*** Task input

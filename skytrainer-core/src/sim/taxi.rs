//! Ground movement procedures: taxiing along routes, parking, lining up and holding short.

use bevy::app::{self, App, Plugin};
use bevy::ecs::entity::Entity;
use bevy::ecs::query::QueryData;
use bevy::ecs::schedule::IntoScheduleConfigs;
use bevy::ecs::system::{Query, Res};
use bevy::time::{self, Time};
use bevy_mod_config::ReadConfig;
use math::{Angle, GeoPosition, Heading, Length, Speed};

use super::agent::{Agent, Flags, FlightParams, HeadingTarget, Instructions, SpeedTarget, Targets};
use super::airfield::Airfield;
use super::comm::{Class, Radio};
use super::ground::GroundNetwork;
use super::instr::{Instruction, Kind};
use super::status::Status;
use super::{SystemSets, pilot};
use crate::try_log;

pub struct Plug;

impl Plugin for Plug {
    fn build(&self, app: &mut App) {
        app.add_systems(app::Update, taxi_system.in_set(SystemSets::Procedure));
    }
}

/// Heading error beyond which an agent stops to turn on the spot.
const MAX_MOVING_TURN: Angle = Angle::from_degrees(60.);
/// Heading tolerance for aligning with a runway or parking position.
pub const ALIGNED: Angle = Angle::from_degrees(0.5);
/// Distance from the line-up point within which a stopped agent is holding short of the runway.
const HOLDING_SHORT: Length<f32> = Length::from_meters(150.);

/// Targets towards a ground position at the taxi speed,
/// slowing down in proportion to the heading error.
pub fn steer_to(params: &FlightParams, target: GeoPosition, taxi_speed: Speed<f32>) -> Targets {
    let bearing = params.position.bearing_to(target);
    let error = params.heading.closest_distance(bearing).abs();
    let speed = if error > MAX_MOVING_TURN { Speed::ZERO } else { taxi_speed * error.cos() };
    Targets {
        heading: Some(HeadingTarget::fast(bearing)),
        speed: Some(SpeedTarget { ias: speed, fast: true }),
        ..Targets::default()
    }
}

/// Stops the agent, then turns it on the spot to `heading`.
///
/// Returns whether the agent is stopped and aligned.
pub fn stop_and_align(params: &FlightParams, targets: &mut Targets, heading: Heading) -> bool {
    targets.speed = Some(SpeedTarget { ias: Speed::ZERO, fast: true });
    if params.ias.is_positive() {
        return false;
    }
    targets.heading = Some(HeadingTarget::fast(heading));
    params.heading.is_within(heading, ALIGNED)
}

/// Moves the agent onto the line-up point of `rwy` and aligns it with the runway.
///
/// Without a ground network, the agent aligns where it is.
/// Returns whether the agent is lined up.
pub fn line_up(
    params: &FlightParams,
    targets: &mut Targets,
    rwy: &str,
    airfield: &Airfield,
    ground: Option<&GroundNetwork>,
    conf: &pilot::ConfRead,
) -> bool {
    let (runway, spec) =
        try_log!(airfield.runway(rwy), expect "runway {rwy} to line up on must exist" or return false);

    if let Some(ground) = ground
        && let Some(point) = ground.line_up_point(&spec, params.position)
        && let Some(position) = ground.node_position(point)
        && params.position.distance(position) > conf.taxi_arrival
    {
        *targets = steer_to(params, position, conf.taxi_speed);
        return false;
    }

    stop_and_align(params, targets, runway.heading)
}

/// Whether the agent is short of runway `rwy`, close to its line-up point.
///
/// Without a ground network, any position counts as holding short.
fn is_holding_short(
    params: &FlightParams,
    rwy: &str,
    airfield: Option<&Airfield>,
    ground: Option<&GroundNetwork>,
) -> bool {
    let Some(ground) = ground else { return true };
    let Some((_, spec)) = airfield.and_then(|airfield| airfield.runway(rwy)) else { return false };
    ground
        .line_up_point(&spec, params.position)
        .and_then(|point| ground.node_position(point))
        .is_some_and(|point| params.position.distance(point) <= HOLDING_SHORT)
}

#[derive(QueryData)]
#[query_data(mutable)]
pub(super) struct TaxiQueryData {
    entity:       Entity,
    agent:        &'static Agent,
    params:       &'static mut FlightParams,
    flags:        &'static mut Flags,
    instructions: &'static mut Instructions,
    targets:      &'static mut Targets,
}

pub(super) fn taxi_system(
    time: Res<Time<time::Virtual>>,
    conf: ReadConfig<pilot::Conf>,
    airfield: Option<Res<Airfield>>,
    ground: Option<Res<GroundNetwork>>,
    mut radio: Radio,
    mut query: Query<TaxiQueryData>,
) {
    if time.is_paused() {
        return;
    }
    let conf = conf.read();
    let ground = ground.as_deref();
    let airfield = airfield.as_deref();

    for mut data in &mut query {
        let callsign = &data.agent.callsign;
        let params = &mut *data.params;

        match &params.status {
            Status::TakeoffRoll(_) => continue,
            Status::LandingRoll(_) if !data.instructions.has(Kind::Taxi) => continue,
            status if !status.is_on_ground() => continue,
            _ => {}
        }

        if data.instructions.has(Kind::HoldPosition) {
            data.targets.speed = Some(SpeedTarget { ias: Speed::ZERO, fast: true });
            continue;
        }

        if let Some(Instruction::Taxi { route, parking }) = data
            .instructions
            .0
            .iter_mut()
            .map(|q| &mut q.instruction)
            .find(|instr| matches!(instr, Instruction::Taxi { .. }))
        {
            let ground = try_log!(ground, expect "a taxi instruction requires a ground network" or continue);

            if matches!(params.status, Status::Ready(_) | Status::LinedUp(_)) {
                bevy::log::debug!("{callsign} leaves {} to taxi", params.status);
                params.status = Status::Taxiing;
            }

            while let Some(&next) = route.first() {
                let position = try_log!(
                    ground.node_position(next),
                    expect "taxi node {next} must exist" or {
                        route.remove(0);
                        continue;
                    }
                );
                if params.position.distance(position) > conf.taxi_arrival {
                    break;
                }
                bevy::log::trace!("{callsign} passed taxi node {next}");
                route.remove(0);
            }

            if route.is_empty() && matches!(params.status, Status::LandingRoll(_)) {
                bevy::log::info!("{callsign} vacated the runway");
                params.status = Status::Taxiing;
                data.flags.backtrack_requested = false;
                data.flags.unable_to_vacate = false;
            }

            if let Some(&next) = route.first() {
                if let Some(position) = ground.node_position(next) {
                    *data.targets = steer_to(params, position, conf.taxi_speed);
                }
            } else if let Some(parking_id) = parking {
                let spot = try_log!(
                    ground.parking(parking_id),
                    expect "parking position {parking_id} must exist" or {
                        *parking = None;
                        continue;
                    }
                );
                if params.position.distance(spot.position) > conf.taxi_arrival {
                    *data.targets = steer_to(params, spot.position, conf.taxi_speed);
                } else if stop_and_align(params, &mut data.targets, spot.heading) {
                    bevy::log::info!("{callsign} parked at {parking_id}");
                    *parking = None;
                }
            } else {
                data.targets.speed = Some(SpeedTarget { ias: Speed::ZERO, fast: true });
            }
            continue;
        }

        if let Status::Ready(rwy) = &params.status
            && (data.instructions.has(Kind::LineUp) || data.instructions.has(Kind::ClearedTakeoff))
        {
            let rwy = rwy.clone();
            let airfield =
                try_log!(airfield, expect "runway {rwy} requires an airfield" or continue);
            if line_up(params, &mut data.targets, &rwy, airfield, ground, &conf) {
                bevy::log::info!("{callsign} lined up on runway {rwy}");
                radio.send(
                    data.entity,
                    callsign,
                    format!("lined up runway {rwy}"),
                    Class::VerboseInfo,
                );
                params.status = Status::LinedUp(rwy);
            }
            continue;
        }

        data.targets.speed = Some(SpeedTarget { ias: Speed::ZERO, fast: false });

        if matches!(params.status, Status::Taxiing)
            && !params.ias.is_positive()
            && let Some(Instruction::ExpectRunway(rwy)) =
                data.instructions.0.iter().map(|q| &q.instruction).find(|instr| {
                    matches!(instr, Instruction::ExpectRunway(_))
                })
            && is_holding_short(params, rwy, airfield, ground)
        {
            let rwy = rwy.clone();
            radio.send(
                data.entity,
                callsign,
                format!("holding short runway {rwy}, ready for departure"),
                Class::NeedAck,
            );
            params.status = Status::Ready(rwy);
        }
    }
}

******

■ Exercise instructions
Up to and including the line with "use bevy::ecs::query::QueryData;", output every line of the records above exactly, starting from the first; output nothing else.

■ Response to this task
filename skytrainer-core/src/sim/taxi.rs
//! Ground movement procedures: taxiing along routes, parking, lining up and holding short.

use bevy::app::{self, App, Plugin};
use bevy::ecs::entity::Entity;
use bevy::ecs::query::QueryData;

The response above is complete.